* Assigned task
Among the lines of the data, copy those that hold "production".

* Supplied entries
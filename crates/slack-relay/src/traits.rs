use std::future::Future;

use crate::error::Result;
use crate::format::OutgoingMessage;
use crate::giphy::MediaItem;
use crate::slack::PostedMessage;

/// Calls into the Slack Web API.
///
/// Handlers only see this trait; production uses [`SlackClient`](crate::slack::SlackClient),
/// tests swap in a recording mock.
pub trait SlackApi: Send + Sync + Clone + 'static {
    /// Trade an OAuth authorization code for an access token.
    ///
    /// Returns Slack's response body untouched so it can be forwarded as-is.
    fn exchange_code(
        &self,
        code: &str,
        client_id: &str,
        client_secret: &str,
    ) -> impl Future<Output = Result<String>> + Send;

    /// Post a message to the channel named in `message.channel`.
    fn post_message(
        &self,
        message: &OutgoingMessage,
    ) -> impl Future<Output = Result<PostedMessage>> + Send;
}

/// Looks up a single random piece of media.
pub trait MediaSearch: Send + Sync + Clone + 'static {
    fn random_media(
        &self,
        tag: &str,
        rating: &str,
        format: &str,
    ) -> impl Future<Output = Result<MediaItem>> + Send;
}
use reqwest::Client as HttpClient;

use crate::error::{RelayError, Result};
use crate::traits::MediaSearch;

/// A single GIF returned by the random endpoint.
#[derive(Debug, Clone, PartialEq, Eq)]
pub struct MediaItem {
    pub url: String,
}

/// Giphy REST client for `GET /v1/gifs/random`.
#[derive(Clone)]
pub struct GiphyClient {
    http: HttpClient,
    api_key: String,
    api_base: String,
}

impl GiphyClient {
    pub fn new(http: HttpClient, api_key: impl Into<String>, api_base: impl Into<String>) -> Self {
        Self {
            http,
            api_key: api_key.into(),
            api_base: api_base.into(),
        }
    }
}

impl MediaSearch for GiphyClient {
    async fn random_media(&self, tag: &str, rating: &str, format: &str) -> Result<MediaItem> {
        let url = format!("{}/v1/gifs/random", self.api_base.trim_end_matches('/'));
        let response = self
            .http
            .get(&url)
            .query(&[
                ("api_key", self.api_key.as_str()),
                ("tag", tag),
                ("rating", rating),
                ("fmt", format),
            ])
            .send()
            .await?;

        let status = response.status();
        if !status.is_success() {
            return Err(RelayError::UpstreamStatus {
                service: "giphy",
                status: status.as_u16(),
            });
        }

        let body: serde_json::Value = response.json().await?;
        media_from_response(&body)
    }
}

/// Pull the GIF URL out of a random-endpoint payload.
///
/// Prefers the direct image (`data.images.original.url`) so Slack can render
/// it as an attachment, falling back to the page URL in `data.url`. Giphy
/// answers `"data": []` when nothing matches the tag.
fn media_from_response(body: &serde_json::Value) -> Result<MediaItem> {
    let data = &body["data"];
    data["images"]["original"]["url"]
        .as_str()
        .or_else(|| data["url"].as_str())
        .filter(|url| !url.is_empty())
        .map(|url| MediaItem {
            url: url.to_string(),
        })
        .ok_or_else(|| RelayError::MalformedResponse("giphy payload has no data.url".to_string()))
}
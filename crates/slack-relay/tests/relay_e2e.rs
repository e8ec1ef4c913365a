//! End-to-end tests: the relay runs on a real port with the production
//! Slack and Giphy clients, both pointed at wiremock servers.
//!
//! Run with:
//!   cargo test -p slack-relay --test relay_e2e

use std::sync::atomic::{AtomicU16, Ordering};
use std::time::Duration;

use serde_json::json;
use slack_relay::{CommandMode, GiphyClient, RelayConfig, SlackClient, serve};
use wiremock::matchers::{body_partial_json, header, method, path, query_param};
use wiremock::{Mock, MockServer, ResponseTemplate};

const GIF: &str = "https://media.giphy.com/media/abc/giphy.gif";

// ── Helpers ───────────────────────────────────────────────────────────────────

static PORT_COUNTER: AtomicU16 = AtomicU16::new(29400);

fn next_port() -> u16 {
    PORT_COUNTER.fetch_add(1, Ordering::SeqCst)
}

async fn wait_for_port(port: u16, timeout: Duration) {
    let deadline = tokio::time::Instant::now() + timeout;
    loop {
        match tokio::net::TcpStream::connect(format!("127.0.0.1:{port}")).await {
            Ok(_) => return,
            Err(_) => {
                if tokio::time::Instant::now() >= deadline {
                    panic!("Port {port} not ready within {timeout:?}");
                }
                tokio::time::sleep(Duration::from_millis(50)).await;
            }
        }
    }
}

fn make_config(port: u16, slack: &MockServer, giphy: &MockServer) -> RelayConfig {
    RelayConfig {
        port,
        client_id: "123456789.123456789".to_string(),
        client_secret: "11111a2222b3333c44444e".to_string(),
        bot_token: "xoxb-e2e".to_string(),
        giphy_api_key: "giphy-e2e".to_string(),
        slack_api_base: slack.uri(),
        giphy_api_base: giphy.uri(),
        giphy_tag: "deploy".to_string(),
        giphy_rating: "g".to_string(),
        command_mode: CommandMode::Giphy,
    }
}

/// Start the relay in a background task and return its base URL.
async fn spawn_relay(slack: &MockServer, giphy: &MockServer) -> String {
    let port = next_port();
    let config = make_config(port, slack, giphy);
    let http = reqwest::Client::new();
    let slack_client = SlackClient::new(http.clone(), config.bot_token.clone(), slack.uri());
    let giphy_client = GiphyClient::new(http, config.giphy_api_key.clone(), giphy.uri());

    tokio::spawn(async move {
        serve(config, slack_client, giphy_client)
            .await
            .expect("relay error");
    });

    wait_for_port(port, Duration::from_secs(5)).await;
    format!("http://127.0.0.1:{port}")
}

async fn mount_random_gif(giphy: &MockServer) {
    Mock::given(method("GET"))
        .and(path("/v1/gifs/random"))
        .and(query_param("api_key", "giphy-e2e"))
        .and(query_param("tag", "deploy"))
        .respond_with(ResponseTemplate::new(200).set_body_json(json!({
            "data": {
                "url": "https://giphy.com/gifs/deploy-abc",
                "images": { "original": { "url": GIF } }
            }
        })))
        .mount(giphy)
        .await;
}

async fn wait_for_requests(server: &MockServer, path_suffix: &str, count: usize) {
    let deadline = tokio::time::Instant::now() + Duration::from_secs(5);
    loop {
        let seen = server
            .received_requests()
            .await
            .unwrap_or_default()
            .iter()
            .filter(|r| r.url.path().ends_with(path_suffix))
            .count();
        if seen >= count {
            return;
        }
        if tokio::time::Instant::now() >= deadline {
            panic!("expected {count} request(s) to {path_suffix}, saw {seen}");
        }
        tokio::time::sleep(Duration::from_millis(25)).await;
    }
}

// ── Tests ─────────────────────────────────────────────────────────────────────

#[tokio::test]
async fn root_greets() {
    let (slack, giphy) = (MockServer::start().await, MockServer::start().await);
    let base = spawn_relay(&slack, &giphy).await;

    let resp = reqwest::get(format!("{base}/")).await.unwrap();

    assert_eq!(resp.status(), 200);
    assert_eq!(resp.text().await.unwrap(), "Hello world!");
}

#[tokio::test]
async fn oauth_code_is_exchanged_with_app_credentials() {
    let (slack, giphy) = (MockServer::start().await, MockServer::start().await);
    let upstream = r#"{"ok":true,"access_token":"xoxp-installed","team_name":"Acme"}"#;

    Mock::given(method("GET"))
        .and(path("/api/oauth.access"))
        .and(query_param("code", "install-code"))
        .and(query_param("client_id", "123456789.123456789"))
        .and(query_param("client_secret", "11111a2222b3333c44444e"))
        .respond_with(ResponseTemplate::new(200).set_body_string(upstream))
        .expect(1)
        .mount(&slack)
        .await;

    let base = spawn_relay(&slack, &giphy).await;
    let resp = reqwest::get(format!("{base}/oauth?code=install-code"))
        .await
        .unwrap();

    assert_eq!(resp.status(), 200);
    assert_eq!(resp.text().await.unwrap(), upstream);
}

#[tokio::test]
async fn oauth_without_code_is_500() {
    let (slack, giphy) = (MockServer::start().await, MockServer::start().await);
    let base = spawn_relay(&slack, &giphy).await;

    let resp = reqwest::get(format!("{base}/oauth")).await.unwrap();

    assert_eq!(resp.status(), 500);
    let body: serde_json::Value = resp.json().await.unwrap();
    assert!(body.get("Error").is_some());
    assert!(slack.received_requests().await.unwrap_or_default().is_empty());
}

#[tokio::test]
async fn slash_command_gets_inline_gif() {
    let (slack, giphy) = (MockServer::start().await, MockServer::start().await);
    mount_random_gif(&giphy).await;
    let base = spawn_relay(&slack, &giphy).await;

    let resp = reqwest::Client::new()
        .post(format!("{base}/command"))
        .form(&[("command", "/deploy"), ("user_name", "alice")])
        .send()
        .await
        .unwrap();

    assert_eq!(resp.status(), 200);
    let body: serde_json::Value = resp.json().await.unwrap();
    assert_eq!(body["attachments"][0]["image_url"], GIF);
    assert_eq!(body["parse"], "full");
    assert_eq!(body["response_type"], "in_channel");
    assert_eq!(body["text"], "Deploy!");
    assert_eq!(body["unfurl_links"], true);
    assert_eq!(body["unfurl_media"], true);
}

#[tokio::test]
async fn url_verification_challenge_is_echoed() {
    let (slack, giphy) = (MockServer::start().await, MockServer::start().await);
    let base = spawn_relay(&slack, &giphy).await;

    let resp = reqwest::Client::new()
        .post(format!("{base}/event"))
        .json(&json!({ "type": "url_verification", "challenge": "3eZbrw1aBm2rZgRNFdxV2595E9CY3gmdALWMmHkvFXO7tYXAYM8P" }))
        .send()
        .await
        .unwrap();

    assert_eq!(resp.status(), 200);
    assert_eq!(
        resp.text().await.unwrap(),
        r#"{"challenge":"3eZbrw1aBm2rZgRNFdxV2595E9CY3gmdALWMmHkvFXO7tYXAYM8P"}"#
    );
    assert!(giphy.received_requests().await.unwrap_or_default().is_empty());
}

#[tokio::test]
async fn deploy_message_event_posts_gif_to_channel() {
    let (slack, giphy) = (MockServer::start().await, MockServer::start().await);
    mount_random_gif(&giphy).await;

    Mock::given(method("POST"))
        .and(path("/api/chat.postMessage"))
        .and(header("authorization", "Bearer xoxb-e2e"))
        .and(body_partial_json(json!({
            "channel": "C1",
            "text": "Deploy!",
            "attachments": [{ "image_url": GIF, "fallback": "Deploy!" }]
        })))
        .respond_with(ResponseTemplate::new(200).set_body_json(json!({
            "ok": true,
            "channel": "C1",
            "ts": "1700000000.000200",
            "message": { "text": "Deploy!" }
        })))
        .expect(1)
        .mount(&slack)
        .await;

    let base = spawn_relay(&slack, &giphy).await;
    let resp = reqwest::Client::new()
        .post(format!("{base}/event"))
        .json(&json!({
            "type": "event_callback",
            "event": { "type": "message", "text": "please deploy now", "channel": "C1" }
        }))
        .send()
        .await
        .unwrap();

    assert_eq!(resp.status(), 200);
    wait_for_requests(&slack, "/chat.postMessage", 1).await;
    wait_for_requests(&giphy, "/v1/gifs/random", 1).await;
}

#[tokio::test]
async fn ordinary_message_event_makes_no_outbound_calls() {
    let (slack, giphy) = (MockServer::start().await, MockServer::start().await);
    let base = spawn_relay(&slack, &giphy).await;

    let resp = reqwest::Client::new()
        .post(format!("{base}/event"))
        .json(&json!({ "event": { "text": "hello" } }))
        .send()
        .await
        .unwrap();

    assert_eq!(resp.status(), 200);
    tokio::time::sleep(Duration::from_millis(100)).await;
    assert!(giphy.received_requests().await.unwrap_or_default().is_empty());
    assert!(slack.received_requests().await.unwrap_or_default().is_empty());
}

* * *

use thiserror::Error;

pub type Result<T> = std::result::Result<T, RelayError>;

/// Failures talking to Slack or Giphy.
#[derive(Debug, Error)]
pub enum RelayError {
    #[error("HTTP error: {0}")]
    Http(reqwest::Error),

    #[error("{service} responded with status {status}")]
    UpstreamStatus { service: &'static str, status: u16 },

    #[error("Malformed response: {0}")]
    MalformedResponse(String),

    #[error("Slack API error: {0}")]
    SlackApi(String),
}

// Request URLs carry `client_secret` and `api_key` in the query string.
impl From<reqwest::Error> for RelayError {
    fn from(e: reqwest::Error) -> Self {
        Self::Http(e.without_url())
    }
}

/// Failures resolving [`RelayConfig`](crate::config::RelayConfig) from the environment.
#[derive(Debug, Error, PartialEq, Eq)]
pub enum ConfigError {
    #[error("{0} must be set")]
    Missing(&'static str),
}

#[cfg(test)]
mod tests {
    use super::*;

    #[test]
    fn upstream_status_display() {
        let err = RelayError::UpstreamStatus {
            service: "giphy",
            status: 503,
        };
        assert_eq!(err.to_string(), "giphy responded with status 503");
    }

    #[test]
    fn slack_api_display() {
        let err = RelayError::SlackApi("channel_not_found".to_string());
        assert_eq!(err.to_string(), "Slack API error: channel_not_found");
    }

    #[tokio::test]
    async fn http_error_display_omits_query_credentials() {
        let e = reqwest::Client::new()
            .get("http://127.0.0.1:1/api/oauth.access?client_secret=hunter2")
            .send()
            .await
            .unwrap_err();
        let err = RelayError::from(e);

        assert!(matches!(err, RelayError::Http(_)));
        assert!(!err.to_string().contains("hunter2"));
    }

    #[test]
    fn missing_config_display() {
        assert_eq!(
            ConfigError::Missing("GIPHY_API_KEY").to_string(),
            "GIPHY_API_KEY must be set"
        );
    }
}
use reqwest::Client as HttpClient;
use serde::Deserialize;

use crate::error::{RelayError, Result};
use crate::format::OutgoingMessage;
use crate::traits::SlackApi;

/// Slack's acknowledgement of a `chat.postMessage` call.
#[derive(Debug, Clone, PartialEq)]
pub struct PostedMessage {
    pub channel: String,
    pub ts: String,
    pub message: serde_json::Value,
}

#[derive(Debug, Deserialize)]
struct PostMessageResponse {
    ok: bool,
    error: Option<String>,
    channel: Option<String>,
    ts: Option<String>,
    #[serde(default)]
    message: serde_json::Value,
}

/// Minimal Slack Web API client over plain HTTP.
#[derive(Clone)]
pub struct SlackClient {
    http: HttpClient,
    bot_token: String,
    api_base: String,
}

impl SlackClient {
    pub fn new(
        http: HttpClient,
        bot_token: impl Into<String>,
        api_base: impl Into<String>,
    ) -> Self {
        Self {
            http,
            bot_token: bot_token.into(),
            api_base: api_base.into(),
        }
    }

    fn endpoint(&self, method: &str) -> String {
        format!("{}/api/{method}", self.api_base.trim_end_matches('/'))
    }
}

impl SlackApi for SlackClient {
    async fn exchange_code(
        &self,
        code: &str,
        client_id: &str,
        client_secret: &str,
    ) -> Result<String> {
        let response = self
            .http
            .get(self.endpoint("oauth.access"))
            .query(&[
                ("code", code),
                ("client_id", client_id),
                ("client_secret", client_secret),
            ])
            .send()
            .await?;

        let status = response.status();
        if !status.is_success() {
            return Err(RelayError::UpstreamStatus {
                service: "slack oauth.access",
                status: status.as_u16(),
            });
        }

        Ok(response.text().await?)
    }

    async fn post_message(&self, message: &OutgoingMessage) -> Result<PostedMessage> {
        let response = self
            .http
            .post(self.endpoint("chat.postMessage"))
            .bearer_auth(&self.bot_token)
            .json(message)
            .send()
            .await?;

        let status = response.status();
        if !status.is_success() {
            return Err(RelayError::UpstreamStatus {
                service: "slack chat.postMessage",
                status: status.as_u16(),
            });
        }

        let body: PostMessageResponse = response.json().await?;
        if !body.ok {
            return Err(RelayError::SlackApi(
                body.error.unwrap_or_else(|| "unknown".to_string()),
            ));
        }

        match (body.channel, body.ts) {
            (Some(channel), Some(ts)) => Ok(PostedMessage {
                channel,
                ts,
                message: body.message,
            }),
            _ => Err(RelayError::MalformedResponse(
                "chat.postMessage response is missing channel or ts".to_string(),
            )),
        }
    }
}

* Task result
/// Handlers only see this trait; production uses [`SlackClient`](crate::slack::SlackClient),
//! End-to-end tests: the relay runs on a real port with the production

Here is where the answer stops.